» **Problem to work on**
Starting at the top of the records, output every line through the one that contains "cursor with the", keeping each exactly as it appears.

*** Begin section ***

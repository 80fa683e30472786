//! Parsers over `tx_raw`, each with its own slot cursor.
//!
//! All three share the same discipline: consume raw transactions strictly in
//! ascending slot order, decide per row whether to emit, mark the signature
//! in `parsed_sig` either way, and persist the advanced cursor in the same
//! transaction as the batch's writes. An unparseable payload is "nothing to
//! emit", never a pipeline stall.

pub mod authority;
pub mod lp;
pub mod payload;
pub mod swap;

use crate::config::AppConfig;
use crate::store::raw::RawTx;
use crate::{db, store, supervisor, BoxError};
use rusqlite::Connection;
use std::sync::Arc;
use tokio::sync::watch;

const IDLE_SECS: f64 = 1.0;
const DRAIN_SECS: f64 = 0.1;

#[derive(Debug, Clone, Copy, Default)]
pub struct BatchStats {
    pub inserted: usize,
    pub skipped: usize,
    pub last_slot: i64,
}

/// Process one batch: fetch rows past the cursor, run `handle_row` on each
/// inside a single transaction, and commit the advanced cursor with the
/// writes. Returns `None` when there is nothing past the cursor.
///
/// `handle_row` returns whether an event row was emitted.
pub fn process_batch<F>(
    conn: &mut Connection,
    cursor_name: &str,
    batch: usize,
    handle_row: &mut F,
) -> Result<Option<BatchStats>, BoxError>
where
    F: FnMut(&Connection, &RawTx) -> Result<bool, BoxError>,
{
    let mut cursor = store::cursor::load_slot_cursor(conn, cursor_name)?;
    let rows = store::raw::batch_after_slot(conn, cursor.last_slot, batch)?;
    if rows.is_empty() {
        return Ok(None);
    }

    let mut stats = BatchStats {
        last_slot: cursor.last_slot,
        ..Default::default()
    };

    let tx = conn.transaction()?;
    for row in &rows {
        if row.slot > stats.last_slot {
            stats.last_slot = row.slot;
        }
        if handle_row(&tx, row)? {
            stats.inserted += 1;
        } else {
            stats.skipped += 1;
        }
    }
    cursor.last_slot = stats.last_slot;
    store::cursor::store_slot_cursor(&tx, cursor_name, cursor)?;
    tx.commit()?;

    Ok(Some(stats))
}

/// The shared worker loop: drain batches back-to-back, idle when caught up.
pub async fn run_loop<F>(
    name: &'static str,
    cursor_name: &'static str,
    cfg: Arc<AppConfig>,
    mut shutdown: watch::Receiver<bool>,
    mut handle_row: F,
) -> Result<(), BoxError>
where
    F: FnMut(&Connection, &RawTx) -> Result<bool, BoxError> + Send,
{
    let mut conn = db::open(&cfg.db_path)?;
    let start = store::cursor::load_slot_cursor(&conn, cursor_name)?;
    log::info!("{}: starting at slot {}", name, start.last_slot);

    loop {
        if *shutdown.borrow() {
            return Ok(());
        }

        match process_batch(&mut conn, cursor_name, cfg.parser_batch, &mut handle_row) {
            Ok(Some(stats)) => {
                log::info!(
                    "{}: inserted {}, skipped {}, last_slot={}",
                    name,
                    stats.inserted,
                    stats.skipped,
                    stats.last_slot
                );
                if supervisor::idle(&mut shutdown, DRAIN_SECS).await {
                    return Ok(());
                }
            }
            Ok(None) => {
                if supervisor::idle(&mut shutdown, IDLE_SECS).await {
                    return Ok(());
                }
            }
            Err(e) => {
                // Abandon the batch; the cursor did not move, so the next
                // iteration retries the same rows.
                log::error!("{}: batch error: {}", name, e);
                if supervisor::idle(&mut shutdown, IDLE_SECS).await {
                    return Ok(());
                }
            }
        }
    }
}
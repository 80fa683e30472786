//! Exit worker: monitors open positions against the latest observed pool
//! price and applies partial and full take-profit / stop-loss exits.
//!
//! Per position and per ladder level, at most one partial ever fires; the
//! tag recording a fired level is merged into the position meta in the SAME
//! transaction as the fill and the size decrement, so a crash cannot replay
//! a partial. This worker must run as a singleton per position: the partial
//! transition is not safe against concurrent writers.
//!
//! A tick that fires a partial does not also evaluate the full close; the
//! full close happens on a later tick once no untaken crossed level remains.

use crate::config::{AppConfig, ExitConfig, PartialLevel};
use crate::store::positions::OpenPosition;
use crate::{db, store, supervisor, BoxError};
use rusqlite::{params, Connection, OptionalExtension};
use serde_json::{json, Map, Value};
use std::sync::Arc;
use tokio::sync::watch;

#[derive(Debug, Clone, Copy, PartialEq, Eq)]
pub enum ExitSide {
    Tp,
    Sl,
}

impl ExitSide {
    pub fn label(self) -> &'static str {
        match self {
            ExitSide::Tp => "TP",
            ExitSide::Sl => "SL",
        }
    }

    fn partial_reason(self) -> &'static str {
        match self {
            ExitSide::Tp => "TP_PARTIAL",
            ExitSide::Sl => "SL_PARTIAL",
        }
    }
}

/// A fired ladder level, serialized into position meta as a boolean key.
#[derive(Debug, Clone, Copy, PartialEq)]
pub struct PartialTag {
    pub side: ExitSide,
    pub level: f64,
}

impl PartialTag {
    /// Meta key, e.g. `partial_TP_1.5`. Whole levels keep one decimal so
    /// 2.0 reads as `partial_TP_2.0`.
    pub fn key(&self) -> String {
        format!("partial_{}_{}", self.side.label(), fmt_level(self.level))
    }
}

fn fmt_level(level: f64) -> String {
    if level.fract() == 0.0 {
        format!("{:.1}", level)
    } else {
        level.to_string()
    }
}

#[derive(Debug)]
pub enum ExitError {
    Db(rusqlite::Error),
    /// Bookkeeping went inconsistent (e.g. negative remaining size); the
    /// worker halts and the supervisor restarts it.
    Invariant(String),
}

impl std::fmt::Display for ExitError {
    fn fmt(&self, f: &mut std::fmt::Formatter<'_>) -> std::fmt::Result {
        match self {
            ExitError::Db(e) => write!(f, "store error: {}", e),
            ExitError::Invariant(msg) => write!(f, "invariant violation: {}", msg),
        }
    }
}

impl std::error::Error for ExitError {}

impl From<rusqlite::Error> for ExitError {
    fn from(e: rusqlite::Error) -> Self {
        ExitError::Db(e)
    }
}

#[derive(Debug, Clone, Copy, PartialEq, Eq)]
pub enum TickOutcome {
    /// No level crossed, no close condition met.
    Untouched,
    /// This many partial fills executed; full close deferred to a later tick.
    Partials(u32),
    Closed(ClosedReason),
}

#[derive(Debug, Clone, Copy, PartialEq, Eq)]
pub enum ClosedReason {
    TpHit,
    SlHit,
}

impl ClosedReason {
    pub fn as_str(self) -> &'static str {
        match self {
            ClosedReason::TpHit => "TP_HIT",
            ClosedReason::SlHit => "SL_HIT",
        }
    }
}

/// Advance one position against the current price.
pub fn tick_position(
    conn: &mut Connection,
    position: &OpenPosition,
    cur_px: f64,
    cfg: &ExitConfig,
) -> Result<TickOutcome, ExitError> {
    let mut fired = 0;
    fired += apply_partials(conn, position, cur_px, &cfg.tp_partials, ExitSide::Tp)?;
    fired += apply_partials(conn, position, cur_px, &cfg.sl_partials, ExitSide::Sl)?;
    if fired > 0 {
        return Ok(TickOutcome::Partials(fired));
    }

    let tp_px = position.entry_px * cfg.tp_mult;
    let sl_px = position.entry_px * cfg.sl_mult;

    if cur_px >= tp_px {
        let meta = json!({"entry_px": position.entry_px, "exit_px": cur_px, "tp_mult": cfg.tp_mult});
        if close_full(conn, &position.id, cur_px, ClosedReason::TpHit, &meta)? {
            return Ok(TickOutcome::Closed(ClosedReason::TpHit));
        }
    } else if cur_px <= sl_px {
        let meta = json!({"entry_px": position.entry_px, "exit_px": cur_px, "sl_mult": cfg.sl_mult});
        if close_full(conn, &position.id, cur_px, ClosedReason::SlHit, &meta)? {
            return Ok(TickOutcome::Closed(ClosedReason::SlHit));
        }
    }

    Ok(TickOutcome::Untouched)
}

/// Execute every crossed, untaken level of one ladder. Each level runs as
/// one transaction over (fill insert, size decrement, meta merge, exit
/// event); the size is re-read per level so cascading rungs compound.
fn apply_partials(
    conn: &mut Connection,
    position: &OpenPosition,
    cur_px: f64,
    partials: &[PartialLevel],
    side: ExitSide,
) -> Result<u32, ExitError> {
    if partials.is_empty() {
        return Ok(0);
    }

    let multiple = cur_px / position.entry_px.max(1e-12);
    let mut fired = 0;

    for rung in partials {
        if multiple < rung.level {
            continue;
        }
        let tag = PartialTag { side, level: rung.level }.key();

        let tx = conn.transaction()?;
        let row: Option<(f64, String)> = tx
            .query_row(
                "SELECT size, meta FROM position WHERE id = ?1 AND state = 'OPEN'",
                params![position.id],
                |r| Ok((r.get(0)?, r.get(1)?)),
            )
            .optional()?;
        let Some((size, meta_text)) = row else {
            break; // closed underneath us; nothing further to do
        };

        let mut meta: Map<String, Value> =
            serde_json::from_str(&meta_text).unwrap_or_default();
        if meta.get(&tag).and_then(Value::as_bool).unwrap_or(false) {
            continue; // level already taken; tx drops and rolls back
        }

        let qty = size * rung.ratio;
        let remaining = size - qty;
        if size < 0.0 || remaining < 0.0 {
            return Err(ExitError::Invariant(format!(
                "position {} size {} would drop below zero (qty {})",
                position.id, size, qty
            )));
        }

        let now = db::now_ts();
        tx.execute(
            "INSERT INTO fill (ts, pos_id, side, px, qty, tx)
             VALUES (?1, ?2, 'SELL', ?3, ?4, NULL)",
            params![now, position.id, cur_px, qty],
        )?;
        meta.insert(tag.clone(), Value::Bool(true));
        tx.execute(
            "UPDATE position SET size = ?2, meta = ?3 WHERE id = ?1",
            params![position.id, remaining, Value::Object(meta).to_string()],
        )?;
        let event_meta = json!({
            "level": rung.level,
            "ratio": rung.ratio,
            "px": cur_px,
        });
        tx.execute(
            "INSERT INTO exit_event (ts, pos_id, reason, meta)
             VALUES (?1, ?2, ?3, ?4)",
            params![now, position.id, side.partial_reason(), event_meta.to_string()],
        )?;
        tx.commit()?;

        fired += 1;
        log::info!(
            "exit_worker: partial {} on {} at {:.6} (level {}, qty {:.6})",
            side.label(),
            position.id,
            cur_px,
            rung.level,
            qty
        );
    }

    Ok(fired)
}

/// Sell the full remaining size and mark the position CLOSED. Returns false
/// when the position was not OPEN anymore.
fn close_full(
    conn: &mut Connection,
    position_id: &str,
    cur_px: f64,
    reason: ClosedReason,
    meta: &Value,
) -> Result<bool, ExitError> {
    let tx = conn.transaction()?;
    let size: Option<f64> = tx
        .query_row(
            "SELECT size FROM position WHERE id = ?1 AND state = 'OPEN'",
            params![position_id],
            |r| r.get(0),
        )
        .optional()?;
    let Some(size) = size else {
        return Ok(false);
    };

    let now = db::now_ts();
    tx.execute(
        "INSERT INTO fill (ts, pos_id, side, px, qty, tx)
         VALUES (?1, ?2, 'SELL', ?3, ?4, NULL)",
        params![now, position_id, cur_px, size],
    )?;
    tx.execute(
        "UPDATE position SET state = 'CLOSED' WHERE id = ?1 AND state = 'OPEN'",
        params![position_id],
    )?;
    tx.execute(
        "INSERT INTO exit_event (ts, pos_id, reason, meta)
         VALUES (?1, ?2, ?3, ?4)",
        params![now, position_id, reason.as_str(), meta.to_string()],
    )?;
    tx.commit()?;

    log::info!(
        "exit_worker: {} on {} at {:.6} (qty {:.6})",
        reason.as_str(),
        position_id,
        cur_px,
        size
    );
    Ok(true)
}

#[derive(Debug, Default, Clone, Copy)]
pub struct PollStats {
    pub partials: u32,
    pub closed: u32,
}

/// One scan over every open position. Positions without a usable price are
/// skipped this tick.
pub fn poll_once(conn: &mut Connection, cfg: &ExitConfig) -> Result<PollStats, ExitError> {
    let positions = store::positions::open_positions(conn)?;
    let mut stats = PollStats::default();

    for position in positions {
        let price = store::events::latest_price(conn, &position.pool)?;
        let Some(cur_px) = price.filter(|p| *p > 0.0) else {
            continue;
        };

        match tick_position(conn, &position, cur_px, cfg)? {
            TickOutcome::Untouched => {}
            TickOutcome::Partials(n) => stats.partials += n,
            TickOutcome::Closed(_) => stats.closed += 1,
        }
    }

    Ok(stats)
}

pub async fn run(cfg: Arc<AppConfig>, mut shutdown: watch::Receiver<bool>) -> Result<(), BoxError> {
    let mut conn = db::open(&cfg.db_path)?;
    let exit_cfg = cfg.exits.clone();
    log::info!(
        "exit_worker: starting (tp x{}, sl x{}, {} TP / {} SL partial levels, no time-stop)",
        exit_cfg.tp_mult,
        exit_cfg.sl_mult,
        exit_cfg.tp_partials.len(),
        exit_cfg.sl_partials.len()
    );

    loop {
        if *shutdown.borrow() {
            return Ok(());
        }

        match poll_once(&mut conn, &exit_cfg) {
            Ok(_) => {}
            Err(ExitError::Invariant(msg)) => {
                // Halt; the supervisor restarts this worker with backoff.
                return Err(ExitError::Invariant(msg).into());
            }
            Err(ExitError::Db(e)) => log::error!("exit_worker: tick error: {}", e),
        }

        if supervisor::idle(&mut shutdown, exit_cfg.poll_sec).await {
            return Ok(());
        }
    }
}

*** End section ***

» **Answer to this task**
repository 80fa683e30472786
//! Parsers over `tx_raw`, each with its own slot cursor.
//!
//! All three share the same discipline: consume raw transactions strictly in
//! ascending slot order, decide per row whether to emit, mark the signature
//! in `parsed_sig` either way, and persist the advanced cursor in the same
//! transaction as the batch's writes. An unparseable payload is "nothing to
//! emit", never a pipeline stall.

pub mod authority;
pub mod lp;
pub mod payload;
pub mod swap;

use crate::config::AppConfig;
use crate::store::raw::RawTx;
use crate::{db, store, supervisor, BoxError};
use rusqlite::Connection;
use std::sync::Arc;
use tokio::sync::watch;

const IDLE_SECS: f64 = 1.0;
const DRAIN_SECS: f64 = 0.1;

#[derive(Debug, Clone, Copy, Default)]
pub struct BatchStats {
    pub inserted: usize,
    pub skipped: usize,
    pub last_slot: i64,
}

/// Process one batch: fetch rows past the cursor, run `handle_row` on each
/// inside a single transaction, and commit the advanced cursor with the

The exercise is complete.